= Sex, Etc. =

American magazine for teens' sexual health

Sex, Etc. is an American magazine and web site on teens' reproductive health. It is written by teens, for teens, and published by Answer, at Rutgers University. Answer is a national organization that provides training, resources, technical assistance and advocacy in support of comprehensive sexuality education. It was formerly known as the Network for Family Life Education.

==Concept==

Sex, Etc. is one of the only magazines and Web sites that consistently publishes first-person stories by American teen writers on the realities of their sexual choices and their lives. Teen writers for Sex, Etc. have covered such issues as choosing abortion, adoption or teen parenthood; coming out; leaving abusive relationships; fighting for LGBT rights; becoming an HIV/AIDS activist; and getting tested for sexually transmitted diseases. The writers have also answered teens' questions about sex for Teen People magazine, the think MTV campaign and other youth media outlets.

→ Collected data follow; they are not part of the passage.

//! Connection workers
//!
//! Every input and output of a running node gets one worker thread. The
//! node hands it a [`Packet`] over a dedicated request channel; the worker
//! performs exactly one blocking call on the packet's endpoint and returns
//! the packet over a dedicated response channel. The worker never holds
//! more than one packet, so a connection is never asked to start a second
//! operation before the first has been answered.
//!
//! The shared shutdown listener is checked only between endpoint calls. A
//! worker blocked inside `receive`/`send` is released by closing the
//! endpoint, which the node does on its way out.

use crossbeam_channel::{Receiver, Sender, bounded, select};
use std::thread::{self, JoinHandle};
use tracing::{debug, error};

use super::errors::{WorkError, WorkResult};
use super::packet::Packet;

pub(crate) struct Connection {
    name: String,
    requests: Sender<Packet>,
    responses: Receiver<Packet>,
    handle: Option<JoinHandle<()>>,
}

impl Connection {
    /// Spawn a worker thread named `name` that exits once `shutdown` fires.
    pub(crate) fn spawn(name: String, shutdown: Receiver<()>) -> std::io::Result<Self> {
        let (request_tx, request_rx) = bounded(1);
        let (response_tx, response_rx) = bounded(1);
        let worker_name = name.clone();

        let handle = thread::Builder::new()
            .name(name.clone())
            .spawn(move || serve(&worker_name, &request_rx, &response_tx, &shutdown))?;

        Ok(Self {
            name,
            requests: request_tx,
            responses: response_rx,
            handle: Some(handle),
        })
    }

    pub(crate) fn name(&self) -> &str {
        &self.name
    }

    /// Hand `packet` to the worker.
    pub(crate) fn request(&self, packet: Packet) -> WorkResult<()> {
        self.requests
            .send(packet)
            .map_err(|_| WorkError::ConnectionLost(self.name.clone()))
    }

    /// Where the worker returns packets.
    pub(crate) fn responses(&self) -> &Receiver<Packet> {
        &self.responses
    }

    /// Wait for the worker thread. Call only after shutdown has fired.
    pub(crate) fn join(&mut self) {
        if let Some(handle) = self.handle.take()
            && handle.join().is_err()
        {
            error!("[{}] Connection worker panicked", self.name);
        }
    }
}

fn serve(name: &str, requests: &Receiver<Packet>, responses: &Sender<Packet>, shutdown: &Receiver<()>) {
    let mut transfers = 0usize;

    loop {
        let mut packet = select! {
            recv(shutdown) -> _ => break,
            recv(requests) -> msg => match msg {
                Ok(packet) => packet,
                Err(_) => break,
            },
        };

        packet.transfer();
        transfers += 1;

        select! {
            send(responses, packet) -> res => {
                if res.is_err() {
                    break;
                }
            }
            recv(shutdown) -> _ => break,
        }
    }

    debug!("[{}] Connection worker exiting after {} transfers", name, transfers);
}
//! Ready-made processors and endpoints
//!
//! - **Processors**: [`PassThrough`] and [`ToMono`]
//! - **Sources**: [`Constant`], [`Noise`], and [`Limit`] to bound either
//! - **Sinks**: [`Recorder`]

mod generator;
mod processors;
mod recorder;

pub use generator::{Constant, Limit, Noise};
pub use processors::{PassThrough, ToMono};
pub use recorder::Recorder;
//! Error types for the runtime system

use super::ports::PortDirection;

/// Error reported by an external source or sink
#[derive(Debug, Clone, PartialEq, Eq, thiserror::Error)]
pub enum StreamError {
    /// Clean end of input. A node whose inputs end this way finishes successfully.
    #[error("End of stream")]
    EndOfStream,

    #[error("Stream closed")]
    Closed,

    #[error("Buffer of {len} samples is not a whole number of {channels}-channel frames")]
    Misaligned { len: usize, channels: usize },

    #[error("{0}")]
    Other(String),
}

/// Error type for wiring operations
#[derive(Debug, Clone, PartialEq, Eq, thiserror::Error)]
pub enum ConnectionError {
    #[error("Sample rate mismatch: got {got} Hz, expected {expected} Hz")]
    SampleRateMismatch { expected: u32, got: u32 },

    #[error("Channel count mismatch: got {got}, expected {expected}")]
    ChannelCountMismatch { expected: usize, got: usize },

    #[error("Channel {channel} out of range for {direction} (node has {channels})")]
    ChannelOutOfRange {
        direction: PortDirection,
        channel: usize,
        channels: usize,
    },

    #[error("Input channel {0} already has a source")]
    InputChannelTaken(usize),

    #[error("Unconnected {direction} channel {channel}")]
    Disconnected {
        direction: PortDirection,
        channel: usize,
    },

    #[error("Per-channel processing needs equal channel counts: {inputs} in, {outputs} out")]
    MonoChannelMismatch { inputs: usize, outputs: usize },

    #[error("Node '{0}' has already been started")]
    AlreadyStarted(String),
}

/// Error type for a node's processing loop
#[derive(Debug, thiserror::Error)]
pub enum WorkError {
    #[error(transparent)]
    Connection(#[from] ConnectionError),

    #[error("Stream error: {0}")]
    Stream(#[from] StreamError),

    #[error("Processor error: {0}")]
    Processor(String),

    #[error("Failed to spawn worker thread: {0}")]
    Spawn(#[from] std::io::Error),

    #[error("Connection '{0}' exited unexpectedly")]
    ConnectionLost(String),
}

impl WorkError {
    /// True for the clean end-of-stream sentinel.
    pub fn is_end_of_stream(&self) -> bool {
        matches!(self, WorkError::Stream(StreamError::EndOfStream))
    }
}

/// Result type for processing operations
pub type WorkResult<T = ()> = Result<T, WorkError>;

/// A node's run failure, as reported by [`Graph`](super::Graph)
#[derive(Debug, thiserror::Error)]
#[error("Node '{node}' failed: {source}")]
pub struct NodeFailure {
    pub node: String,
    #[source]
    pub source: WorkError,
}
//! Per-connection transfer unit
//!
//! A `Packet` moves by value between the node thread and its connection's
//! worker thread: the node fills or drains it through the connection's
//! [`ChannelMap`], the worker performs one blocking call on the endpoint
//! and hands it back with the outcome. Whoever holds the packet has
//! exclusive access to its buffer.

use std::sync::Arc;

use super::channel_map::ChannelMap;
use super::errors::StreamError;
use super::ports::{Sink, Source};
use super::sample::{BlockBuffer, grow_buffer};

/// The external side of a connection
#[derive(Clone)]
pub(crate) enum Endpoint {
    Source(Arc<dyn Source>),
    Sink(Arc<dyn Sink>),
}

impl Endpoint {
    pub(crate) fn close(&self) {
        match self {
            Endpoint::Source(source) => source.close(),
            Endpoint::Sink(sink) => sink.close(),
        }
    }
}

pub(crate) struct Packet {
    /// Local deinterleaved samples, stride `frames`.
    samples: Vec<f64>,
    /// Channel count on the connection side.
    channels: usize,
    map: ChannelMap,
    /// Frames requested before a receive, achieved after it.
    frames: usize,
    error: Option<StreamError>,
    endpoint: Endpoint,
}

impl Packet {
    pub(crate) fn new(endpoint: Endpoint, node_channels: usize, selection: &[usize]) -> Self {
        let mut packet = Self {
            samples: Vec::new(),
            channels: 0,
            map: ChannelMap::identity(0),
            frames: 0,
            error: None,
            endpoint,
        };
        packet.reset(node_channels, selection);
        packet
    }

    /// Rebuild the channel map and clear all per-block state, keeping the
    /// buffer's allocation.
    pub(crate) fn reset(&mut self, node_channels: usize, selection: &[usize]) {
        self.map = ChannelMap::new(node_channels, selection);
        self.channels = self.map.local_channels();
        self.error = None;
        self.frames = 0;
        self.samples.clear();
    }

    pub(crate) fn endpoint(&self) -> &Endpoint {
        &self.endpoint
    }

    pub(crate) fn frames(&self) -> usize {
        self.frames
    }

    pub(crate) fn take_error(&mut self) -> Option<StreamError> {
        self.error.take()
    }

    /// Size the buffer for a receive of up to `frames` frames.
    pub(crate) fn prepare_receive(&mut self, frames: usize) {
        self.error = None;
        self.frames = frames;
        grow_buffer(&mut self.samples, self.channels, frames);
    }

    /// Copy every node channel this connection carries into `dst`.
    ///
    /// Channels it does not carry are left untouched; each input channel has
    /// exactly one contributing connection. Returns the frames copied.
    pub(crate) fn scatter_into(&self, dst: &mut BlockBuffer) -> usize {
        let frames = self.frames;
        let node_channels = dst.channels();
        let out = dst.samples_mut();
        for c in 0..node_channels {
            let Some(local) = self.map.map_forward(c) else {
                continue;
            };
            let src = &self.samples[local * frames..(local + 1) * frames];
            out[c * frames..(c + 1) * frames].copy_from_slice(src);
        }
        frames
    }

    /// Fill every local channel from the node channel it carries.
    pub(crate) fn gather_from(&mut self, src: &BlockBuffer) {
        let frames = src.frames();
        grow_buffer(&mut self.samples, self.channels, frames);
        let input = src.samples();
        for local in 0..self.channels {
            let c = self.map.map_inverse(local);
            self.samples[local * frames..(local + 1) * frames]
                .copy_from_slice(&input[c * frames..(c + 1) * frames]);
        }
        self.frames = frames;
        self.error = None;
    }

    /// Perform the single blocking endpoint call for this round and record
    /// the outcome. Runs on the connection's worker thread.
    pub(crate) fn transfer(&mut self) {
        match &self.endpoint {
            Endpoint::Source(source) => match source.receive(&mut self.samples) {
                Ok(frames) => {
                    self.frames = frames;
                    self.error = None;
                }
                Err(err) => {
                    self.frames = 0;
                    self.error = Some(err);
                }
            },
            Endpoint::Sink(sink) => {
                let len = self.channels * self.frames;
                self.error = sink.send(&self.samples[..len]).err();
            }
        }
    }
}

#[cfg(test)]
mod tests {
    use super::*;
    use crate::runtime::pipe::pipe;
    use crate::runtime::sample::{CD_SAMPLE_RATE, Form};
    use proptest::prelude::*;

    fn detached(channels: usize, selection: &[usize]) -> Packet {
        let (sink, _source) = pipe(Form::new(CD_SAMPLE_RATE, channels.max(selection.len())));
        Packet::new(Endpoint::Sink(Arc::new(sink)), channels, selection)
    }

    fn filled_block(channels: usize, frames: usize) -> BlockBuffer {
        let mut block = BlockBuffer::new(Form::new(CD_SAMPLE_RATE, channels));
        block.resize(frames);
        for (i, s) in block.samples_mut().iter_mut().enumerate() {
            *s = i as f64;
        }
        block
    }

    #[test]
    fn test_scatter_swapped_channels() {
        let n = 8;
        let mut packet = detached(2, &[1, 0]);
        packet.prepare_receive(n);
        for (i, s) in packet.samples.iter_mut().enumerate() {
            *s = i as f64;
        }

        let mut block = BlockBuffer::new(Form::stereo(CD_SAMPLE_RATE));
        block.resize(n);
        assert_eq!(packet.scatter_into(&mut block), n);

        let out = block.samples();
        for i in 0..n {
            assert_eq!(out[i], packet.samples[i + n]);
            assert_eq!(out[i + n], packet.samples[i]);
        }
    }

    #[test]
    fn test_gather_swapped_channels() {
        let n = 8;
        let block = filled_block(2, n);
        let mut packet = detached(2, &[1, 0]);
        packet.gather_from(&block);

        assert_eq!(packet.frames(), n);
        let src = block.samples();
        for i in 0..n {
            assert_eq!(src[i], packet.samples[i + n]);
            assert_eq!(src[i + n], packet.samples[i]);
        }
    }

    #[test]
    fn test_gather_duplicates_channel() {
        let block = filled_block(1, 5);
        let mut packet = detached(1, &[0, 0]);
        packet.gather_from(&block);

        assert_eq!(packet.channels, 2);
        assert_eq!(&packet.samples[..5], block.samples());
        assert_eq!(&packet.samples[5..10], block.samples());
    }

    #[test]
    fn test_scatter_skips_unmapped() {
        let n = 4;
        let mut packet = detached(3, &[2]);
        packet.prepare_receive(n);
        packet.samples.fill(7.0);

        let mut block = BlockBuffer::new(Form::new(CD_SAMPLE_RATE, 3));
        block.resize(n);
        block.samples_mut().fill(-1.0);
        packet.scatter_into(&mut block);

        assert!(block.samples()[..2 * n].iter().all(|&s| s == -1.0));
        assert!(block.samples()[2 * n..].iter().all(|&s| s == 7.0));
    }

    #[test]
    fn test_reset_keeps_allocation() {
        let mut packet = detached(2, &[]);
        packet.prepare_receive(512);
        let capacity = packet.samples.capacity();

        packet.error = Some(StreamError::Closed);
        packet.reset(2, &[1]);
        assert_eq!(packet.channels, 1);
        assert_eq!(packet.frames(), 0);
        assert!(packet.take_error().is_none());
        assert!(packet.samples.is_empty());
        assert_eq!(packet.samples.capacity(), capacity);
    }

    #[test]
    fn test_transfer_records_sink_error() {
        let (sink, source) = pipe(Form::mono(CD_SAMPLE_RATE));
        drop(source);
        let mut packet = Packet::new(Endpoint::Sink(Arc::new(sink)), 1, &[]);
        let block = filled_block(1, 4);
        packet.gather_from(&block);
        packet.transfer();
        assert_eq!(packet.take_error(), Some(StreamError::Closed));
    }

    fn selection_strategy() -> impl Strategy<Value = (usize, Vec<usize>)> {
        (1usize..8).prop_flat_map(|channels| {
            (
                Just(channels),
                Just((0..channels).collect::<Vec<_>>()).prop_shuffle(),
                1usize..=channels,
            )
                .prop_map(|(channels, perm, len)| (channels, perm[..len].to_vec()))
        })
    }

    proptest! {
        /// Gathering a block into a connection and scattering it back
        /// reproduces every selected channel bit for bit.
        #[test]
        fn gather_scatter_round_trip(
            (channels, selection) in selection_strategy(),
            frames in 0usize..64,
        ) {
            let original = filled_block(channels, frames);
            let mut packet = detached(channels, &selection);
            packet.gather_from(&original);

            let mut restored = BlockBuffer::new(Form::new(CD_SAMPLE_RATE, channels));
            restored.resize(frames);
            restored.samples_mut().fill(f64::NAN);
            prop_assert_eq!(packet.scatter_into(&mut restored), frames);

            for &c in &selection {
                let run = c * frames..(c + 1) * frames;
                let got: Vec<u64> = restored.samples()[run.clone()].iter().map(|s| s.to_bits()).collect();
                let want: Vec<u64> = original.samples()[run].iter().map(|s| s.to_bits()).collect();
                prop_assert_eq!(got, want);
            }
        }
    }
}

The teen editorial staff of Sex, Etc. has been featured in the national press, commenting on such topics as abstinence-only programs and youth access to emergency contraception. Sex, Etc. has worked to help young people take action on issues that affect their lives, including working for comprehensive sexuality education in their high schools.

The Sex, Etc. magazine began as a print newsletter in 1994. The web site launched on Valentine's Day in 1999. In 2006, the magazine and web site underwent a major redesign. The site features first-person stories by teens, videos, forums, and an Ask the Experts area, where teens can get answers to their questions via e-mail and a weekly live chat with sexual health experts.

Sex, Etc. is a national partner on the think MTV campaign from MTV and the Kaiser Family Foundation. It also partners with Seventeen magazine, gURL.com, Scenarios USA, Revolution Health, Advocates for Youth and other national youth and media organizations.